Problem to solve - An exact repetition of all the entries that follow is required.
==== Exercise inputs
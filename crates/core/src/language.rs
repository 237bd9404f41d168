//! Language definitions for the translation pipeline
//!
//! The twelve supported languages cover the major Indian languages plus
//! English. Variant order here is load-bearing: batch report columns and
//! user-facing language listings follow `Language::ALL`.

use crate::error::PipelineError;
use serde::{Deserialize, Serialize};
use std::fmt;
use std::str::FromStr;

/// A supported target or source language
#[derive(Debug, Clone, Copy, PartialEq, Eq, Hash, Serialize, Deserialize)]
pub enum Language {
    #[serde(rename = "en")]
    English,
    #[serde(rename = "hi")]
    Hindi,
    #[serde(rename = "pa")]
    Punjabi,
    #[serde(rename = "mr")]
    Marathi,
    #[serde(rename = "kn")]
    Kannada,
    #[serde(rename = "te")]
    Telugu,
    #[serde(rename = "ta")]
    Tamil,
    #[serde(rename = "gu")]
    Gujarati,
    #[serde(rename = "ml")]
    Malayalam,
    #[serde(rename = "bn")]
    Bengali,
    #[serde(rename = "or")]
    Odia,
    #[serde(rename = "ur")]
    Urdu,
}

impl Language {
    /// All supported languages in canonical (report column) order
    pub const ALL: [Language; 12] = [
        Language::English,
        Language::Hindi,
        Language::Punjabi,
        Language::Marathi,
        Language::Kannada,
        Language::Telugu,
        Language::Tamil,
        Language::Gujarati,
        Language::Malayalam,
        Language::Bengali,
        Language::Odia,
        Language::Urdu,
    ];

    /// ISO 639-1 code used in translation requests and file names
    pub fn code(&self) -> &'static str {
        match self {
            Language::English => "en",
            Language::Hindi => "hi",
            Language::Punjabi => "pa",
            Language::Marathi => "mr",
            Language::Kannada => "kn",
            Language::Telugu => "te",
            Language::Tamil => "ta",
            Language::Gujarati => "gu",
            Language::Malayalam => "ml",
            Language::Bengali => "bn",
            Language::Odia => "or",
            Language::Urdu => "ur",
        }
    }

    /// Human-readable name for logs and CLI listings
    pub fn display_name(&self) -> &'static str {
        match self {
            Language::English => "English",
            Language::Hindi => "Hindi",
            Language::Punjabi => "Punjabi",
            Language::Marathi => "Marathi",
            Language::Kannada => "Kannada",
            Language::Telugu => "Telugu",
            Language::Tamil => "Tamil",
            Language::Gujarati => "Gujarati",
            Language::Malayalam => "Malayalam",
            Language::Bengali => "Bengali",
            Language::Odia => "Odia",
            Language::Urdu => "Urdu",
        }
    }

    /// BCP-47 locale handed to speech recognizers.
    ///
    /// Urdu maps to `ur-PK` rather than an Indian locale because the
    /// recognition services only ship a Pakistani Urdu model.
    pub fn recognition_locale(&self) -> &'static str {
        match self {
            Language::English => "en-US",
            Language::Hindi => "hi-IN",
            Language::Punjabi => "pa-IN",
            Language::Marathi => "mr-IN",
            Language::Kannada => "kn-IN",
            Language::Telugu => "te-IN",
            Language::Tamil => "ta-IN",
            Language::Gujarati => "gu-IN",
            Language::Malayalam => "ml-IN",
            Language::Bengali => "bn-IN",
            Language::Odia => "or-IN",
            Language::Urdu => "ur-PK",
        }
    }

    /// Look up a language by its ISO code, case-insensitively
    pub fn from_code(code: &str) -> Option<Language> {
        let code = code.trim().to_ascii_lowercase();
        Language::ALL.iter().copied().find(|l| l.code() == code)
    }
}

impl fmt::Display for Language {
    fn fmt(&self, f: &mut fmt::Formatter<'_>) -> fmt::Result {
        f.write_str(self.code())
    }
}

impl FromStr for Language {
    type Err = PipelineError;

    fn from_str(s: &str) -> Result<Self, Self::Err> {
        Language::from_code(s).ok_or_else(|| PipelineError::UnknownLanguage(s.to_string()))
    }
}
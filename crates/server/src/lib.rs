//! Web variant of the speech translation pipeline
//!
//! Four endpoints mirror the browser UI: file upload, typed-text
//! translation, microphone recording, and YouTube translation. Synthesized
//! audio files are served back under `/audio`.

pub mod http;
pub mod state;
pub mod youtube;

pub use http::create_router;
pub use state::AppState;
pub use youtube::YoutubeFetcher;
========
Solved exercise -
filename crates/core/src/language.rs
repository 237bd9404f41d168
//! Language definitions for the translation pipeline
//!
//! The twelve supported languages cover the major Indian languages plus
//! English. Variant order here is load-bearing: batch report columns and
//! user-facing language listings follow `Language::ALL`.

use crate::error::PipelineError;
use serde::{Deserialize, Serialize};
use std::fmt;
use std::str::FromStr;

/// A supported target or source language
#[derive(Debug, Clone, Copy, PartialEq, Eq, Hash, Serialize, Deserialize)]
pub enum Language {
    #[serde(rename = "en")]
    English,
    #[serde(rename = "hi")]
    Hindi,
    #[serde(rename = "pa")]
    Punjabi,
    #[serde(rename = "mr")]
    Marathi,
    #[serde(rename = "kn")]
    Kannada,
    #[serde(rename = "te")]
    Telugu,
    #[serde(rename = "ta")]
    Tamil,
    #[serde(rename = "gu")]
    Gujarati,
    #[serde(rename = "ml")]
    Malayalam,
    #[serde(rename = "bn")]
    Bengali,
    #[serde(rename = "or")]
    Odia,
    #[serde(rename = "ur")]
    Urdu,
}

impl Language {
    /// All supported languages in canonical (report column) order
    pub const ALL: [Language; 12] = [
        Language::English,
        Language::Hindi,
        Language::Punjabi,
        Language::Marathi,
        Language::Kannada,
        Language::Telugu,
        Language::Tamil,
        Language::Gujarati,
        Language::Malayalam,
        Language::Bengali,
        Language::Odia,
        Language::Urdu,
    ];

    /// ISO 639-1 code used in translation requests and file names
    pub fn code(&self) -> &'static str {
        match self {
            Language::English => "en",
            Language::Hindi => "hi",
            Language::Punjabi => "pa",
            Language::Marathi => "mr",
            Language::Kannada => "kn",
            Language::Telugu => "te",
            Language::Tamil => "ta",
            Language::Gujarati => "gu",
            Language::Malayalam => "ml",
            Language::Bengali => "bn",
            Language::Odia => "or",
            Language::Urdu => "ur",
        }
    }

    /// Human-readable name for logs and CLI listings
    pub fn display_name(&self) -> &'static str {
        match self {
            Language::English => "English",
            Language::Hindi => "Hindi",
            Language::Punjabi => "Punjabi",
            Language::Marathi => "Marathi",
            Language::Kannada => "Kannada",
            Language::Telugu => "Telugu",
            Language::Tamil => "Tamil",
            Language::Gujarati => "Gujarati",
            Language::Malayalam => "Malayalam",
            Language::Bengali => "Bengali",
            Language::Odia => "Odia",
            Language::Urdu => "Urdu",
        }
    }

    /// BCP-47 locale handed to speech recognizers.
    ///
    /// Urdu maps to `ur-PK` rather than an Indian locale because the
    /// recognition services only ship a Pakistani Urdu model.
    pub fn recognition_locale(&self) -> &'static str {
        match self {
            Language::English => "en-US",
            Language::Hindi => "hi-IN",
            Language::Punjabi => "pa-IN",
            Language::Marathi => "mr-IN",
            Language::Kannada => "kn-IN",
            Language::Telugu => "te-IN",
            Language::Tamil => "ta-IN",
            Language::Gujarati => "gu-IN",
            Language::Malayalam => "ml-IN",
            Language::Bengali => "bn-IN",
            Language::Odia => "or-IN",
            Language::Urdu => "ur-PK",
        }
    }

    /// Look up a language by its ISO code, case-insensitively
    pub fn from_code(code: &str) -> Option<Language> {
        let code = code.trim().to_ascii_lowercase();
        Language::ALL.iter().copied().find(|l| l.code() == code)
    }
}

impl fmt::Display for Language {
    fn fmt(&self, f: &mut fmt::Formatter<'_>) -> fmt::Result {
        f.write_str(self.code())
    }
}

impl FromStr for Language {
    type Err = PipelineError;

    fn from_str(s: &str) -> Result<Self, Self::Err> {
        Language::from_code(s).ok_or_else(|| PipelineError::UnknownLanguage(s.to_string()))
    }
}
filename crates/server/src/lib.rs
//! Web variant of the speech translation pipeline
//!
//! Four endpoints mirror the browser UI: file upload, typed-text
//! translation, microphone recording, and YouTube translation. Synthesized
//! audio files are served back under `/audio`.

pub mod http;
pub mod state;
pub mod youtube;

pub use http::create_router;
pub use state::AppState;
pub use youtube::YoutubeFetcher;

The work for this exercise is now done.